Members of the Ophthalmology Times Europe® Editorial Advisory Board were asked to predict developments in their ophthalmic specialties and interests for 2023. A focus is our ageing population, while efficiency and productivity are also on their minds. The board members agree that one of the major challenges in the year to come will be the large number of patients awaiting diagnosis and treatment, which is only going to increase with the rising average life expectancy worldwide.
Prof. Goes: I started my surgical career as an anterior segment surgeon using a head loupe with a magnification of ×4 and without the possibility of IOL implantation. A 180° opening of the eye with a knife, suturing it after expression of the cataract, was the rule.
Impressive improvements have been made but there are still obstacles to overcome.
The discovery of a short-acting (15–30 minutes) mydriatic would enable the patient to function nearly normally immediately after the procedure, and cataract surgery being performed in the upright position would also be beneficial to some patients. Most importantly, immediate sequential bilateral cataract surgery has many potential advantages such as fewer hospital visits for the patient, faster visual recovery and lower health care costs.
Dr Kermani: IOL/capsular bag dislocation decades after cataract surgery is an increasing problem. An estimated 1% of all cases will need to be revisited.

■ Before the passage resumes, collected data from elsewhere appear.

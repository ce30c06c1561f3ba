//! Liveness probe.

/// GET /health
pub async fn health() -> &'static str {
    "ok"
}
//! MIME type guessing from file extensions.

use std::path::Path;

/// Guess the MIME type of a media file from its extension.
pub fn guess_content_type(path: &Path) -> &'static str {
    let ext = path
        .extension()
        .and_then(|e| e.to_str())
        .map(str::to_ascii_lowercase)
        .unwrap_or_default();

    match ext.as_str() {
        "mp4" | "m4v" => "video/mp4",
        "mkv" => "video/x-matroska",
        "webm" => "video/webm",
        "mov" => "video/quicktime",
        "avi" => "video/x-msvideo",
        "ts" | "m2ts" => "video/mp2t",
        "m4a" => "audio/mp4",
        "mp3" => "audio/mpeg",
        _ => "application/octet-stream",
    }
}
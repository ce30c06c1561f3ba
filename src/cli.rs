use clap::{Parser, Subcommand};
use std::path::PathBuf;

#[derive(Parser)]
#[command(name = "streamgate")]
#[command(author, version, about = "Signed-URL media delivery with HTTP range streaming")]
pub struct Cli {
    /// Path to config file
    #[arg(short, long, global = true, env = "STREAMGATE_CONFIG")]
    pub config: Option<PathBuf>,

    /// Enable verbose logging
    #[arg(short, long, global = true)]
    pub verbose: bool,

    #[command(subcommand)]
    pub command: Commands,
}

#[derive(Subcommand)]
pub enum Commands {
    /// Start the streaming server
    Start {
        /// Host to bind to (overrides config)
        #[arg(long)]
        host: Option<String>,

        /// Port to listen on (overrides config)
        #[arg(short, long)]
        port: Option<u16>,
    },

    /// Print a signed access URL for a resource
    Issue {
        /// Resource id (file stem in the media store)
        resource_id: String,

        /// Client identity the URL is bound to, usually an IP address
        #[arg(short, long)]
        identity: String,

        /// Lifetime in seconds (defaults to signing.ttl_secs)
        #[arg(long)]
        ttl: Option<u64>,

        /// Prefix for the printed URL, e.g. https://media.example.com
        #[arg(long, default_value = "")]
        base_url: String,
    },

    /// Probe a media file and print its listing metadata as JSON
    Probe {
        /// File to probe
        file: PathBuf,
    },

    /// Validate configuration file
    Validate {
        /// Config file to validate (uses default if not specified)
        config: Option<PathBuf>,
    },

    /// Generate a random signing secret
    GenerateSecret,

    /// Display version information
    Version,
}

In the meantime, there are numerous variants of sulcus fixation. However, these are time-consuming, technically challenging and not without a certain potential for complications.
I am working intensively on a simple, safe and effective solution to the problem. I cannot reveal more yet, but the first clinical applications will start soon. That is my personal biggest challenge for the coming year and I hope to be able to report on it by the end of 2023.

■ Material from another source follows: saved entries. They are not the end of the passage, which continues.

//! Bottom sheet container that slides in when `show` is set.

use leptos::prelude::*;

#[component]
pub fn Sheet(#[prop(into)] show: Signal<bool>, children: Children) -> impl IntoView {
    view! {
        <div class="sheet-frame">
            <div class="sheet" class:sheet-open=move || show.get() aria-hidden=move || (!show.get()).to_string()>
                {children()}
            </div>
        </div>
    }
}

/// Sticky sheet header with a title, an optional subtitle and a close button.
#[component]
pub fn SheetHeader(
    #[prop(into)] title: Signal<String>,
    #[prop(into, optional)] subtitle: Option<Signal<String>>,
    on_close: impl Fn() + 'static,
) -> impl IntoView {
    view! {
        <div class="sheet-header">
            <div class="sheet-heading">
                <h1>{move || title.get()}</h1>
                {subtitle.map(|subtitle| view! { <div class="sheet-subtitle">{move || subtitle.get()}</div> })}
            </div>
            <button type="button" class="sheet-close" aria-label="Schließen" on:click=move |_| on_close()>
                "✕"
            </button>
        </div>
    }
}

Dr Kermani: The biggest challenge for our refractive surgery department in 2023 will be the incorporation of SMILE—or, better, call it laser lenticular extraction.
With the market introduction of new technically competitive laser systems, the time seems to be ripe for this. Whether femto-LASIK will lose its gold standard status remains to be seen. It is the results that count, not the specifications from marketing departments. However, it is quite possible that patients will decide which procedure will prevail in the end. Either way, laser lenticular extraction is an incredible enrichment to laser vision correction.

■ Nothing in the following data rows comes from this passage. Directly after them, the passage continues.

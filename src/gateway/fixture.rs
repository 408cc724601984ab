//! In-memory gateway over built-in records.
//!
//! Serves the demo data set and backs engine tests. Search matches name,
//! address and description case-insensitively, optionally within one category.

use std::future::{Future, ready};
use std::sync::atomic::{AtomicU64, Ordering};

use super::{Gateway, ImageUpload, matches_query};
use crate::error::GatewayError;
use crate::model::{LatLng, Point, PointDetail, PointSummary};

#[cfg(test)]
#[path = "fixture_test.rs"]
mod fixture_test;

#[derive(Debug, Default)]
pub struct FixtureGateway {
    records: Vec<PointDetail>,
    uploads: AtomicU64,
}

impl FixtureGateway {
    #[must_use]
    pub fn new(records: Vec<PointDetail>) -> Self {
        Self { records, uploads: AtomicU64::new(0) }
    }

    /// Three giveboxes around Münster's city center.
    #[must_use]
    pub fn muenster() -> Self {
        Self::new(vec![
            givebox(
                "givebox-1",
                "Givebox Aasee",
                "Aaseepark 5, 48151 Münster",
                "Bücher, Klamotten, Spielzeug und Haushaltswaren in gutem Zustand.",
                LatLng::new(51.9507, 7.6166),
                &["books", "clothes", "toys", "household_goods"],
            ),
            givebox(
                "givebox-2",
                "Givebox Kreuzviertel",
                "Nordstraße 12, 48149 Münster",
                "Viel Lesestoff, ein paar Spiele und saisonale Dekoration.",
                LatLng::new(51.9702, 7.6208),
                &["books", "games", "decorations"],
            ),
            givebox(
                "givebox-3",
                "Givebox Hansaviertel",
                "Hafenstraße 64, 48155 Münster",
                "Elektrogeräte, Werkzeuge und Küchenutensilien für den Haushalt.",
                LatLng::new(51.9588, 7.6392),
                &["electronics", "tools", "kitchen_items"],
            ),
        ])
    }

    /// Number of uploads accepted so far.
    #[must_use]
    pub fn upload_count(&self) -> u64 {
        self.uploads.load(Ordering::Relaxed)
    }

    fn find(&self, id: &str) -> Result<PointDetail, GatewayError> {
        self.records
            .iter()
            .find(|record| record.id == id)
            .cloned()
            .ok_or_else(|| GatewayError::NotFound { id: id.to_owned() })
    }
}

fn givebox(
    id: &str,
    name: &str,
    address: &str,
    description: &str,
    coordinates: LatLng,
    categories: &[&str],
) -> PointDetail {
    let images: Vec<String> = ["a", "b", "c", "d"]
        .iter()
        .map(|suffix| format!("https://picsum.photos/seed/{id}-{suffix}/500/500"))
        .collect();
    PointDetail {
        id: id.to_owned(),
        display_name: name.to_owned(),
        address: address.to_owned(),
        description: description.to_owned(),
        coordinates: Some(coordinates),
        categories: categories.iter().map(|&tag| tag.to_owned()).collect(),
        kind: Some("Givebox".to_owned()),
        opening_hours: None,
        preview_image: images.first().cloned(),
        images: Some(images.into_iter().skip(1).collect()),
        contents: None,
    }
}

impl Gateway for FixtureGateway {
    type ImageFile = ImageUpload;

    fn list_points(&self) -> impl Future<Output = Result<Vec<Point>, GatewayError>> {
        ready(Ok(self.records.iter().map(PointDetail::as_point).collect()))
    }

    fn point_detail(&self, id: &str) -> impl Future<Output = Result<PointDetail, GatewayError>> {
        ready(self.find(id))
    }

    fn search_points(
        &self,
        query: &str,
        category: Option<&str>,
    ) -> impl Future<Output = Result<Vec<PointSummary>, GatewayError>> {
        let hits = self
            .records
            .iter()
            .filter(|record| category.is_none_or(|tag| record.categories.iter().any(|c| c == tag)))
            .map(PointSummary::from)
            .filter(|summary| matches_query(summary, query))
            .collect();
        ready(Ok(hits))
    }

    fn upload_image(&self, file: ImageUpload, point_id: &str) -> impl Future<Output = Result<String, GatewayError>> {
        let result = self.find(point_id).and_then(|_| {
            if file.bytes.is_empty() {
                return Err(GatewayError::Malformed(format!("empty upload {}", file.file_name)));
            }
            let n = self.uploads.fetch_add(1, Ordering::Relaxed) + 1;
            Ok(format!("upload-{n}"))
        });
        ready(result)
    }
}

Prof. Augustin: Endothelial keratoplasty such as Descemet membrane endothelial keratoplasty (DMEK) is the standard treatment for Fuchs endothelial corneal dystrophy and chronic corneal oedema.
However, surgical treatment without endothelial keratoplasty may serve as an alternative and could reduce the need for corneal transplantations. Recently, promising results were presented for the injection of endothelial cells into the anterior chamber or Descemet stripping only, with or without Rho-kinase inhibitors, as well as for the implantation of an artificial endothelial layer.
Upcoming randomised controlled trials are necessary to evaluate and compare the results with those for current treatments such as DMEK.
Prof. Augustin: Wearing a face mask has become routine. We are currently experiencing an increased prevalence of patients suffering from dry eye syndrome. Some of the symptoms can be directly connected to wearing face masks, thereby affecting all age groups, with an increased emergence being reported among the paediatric population.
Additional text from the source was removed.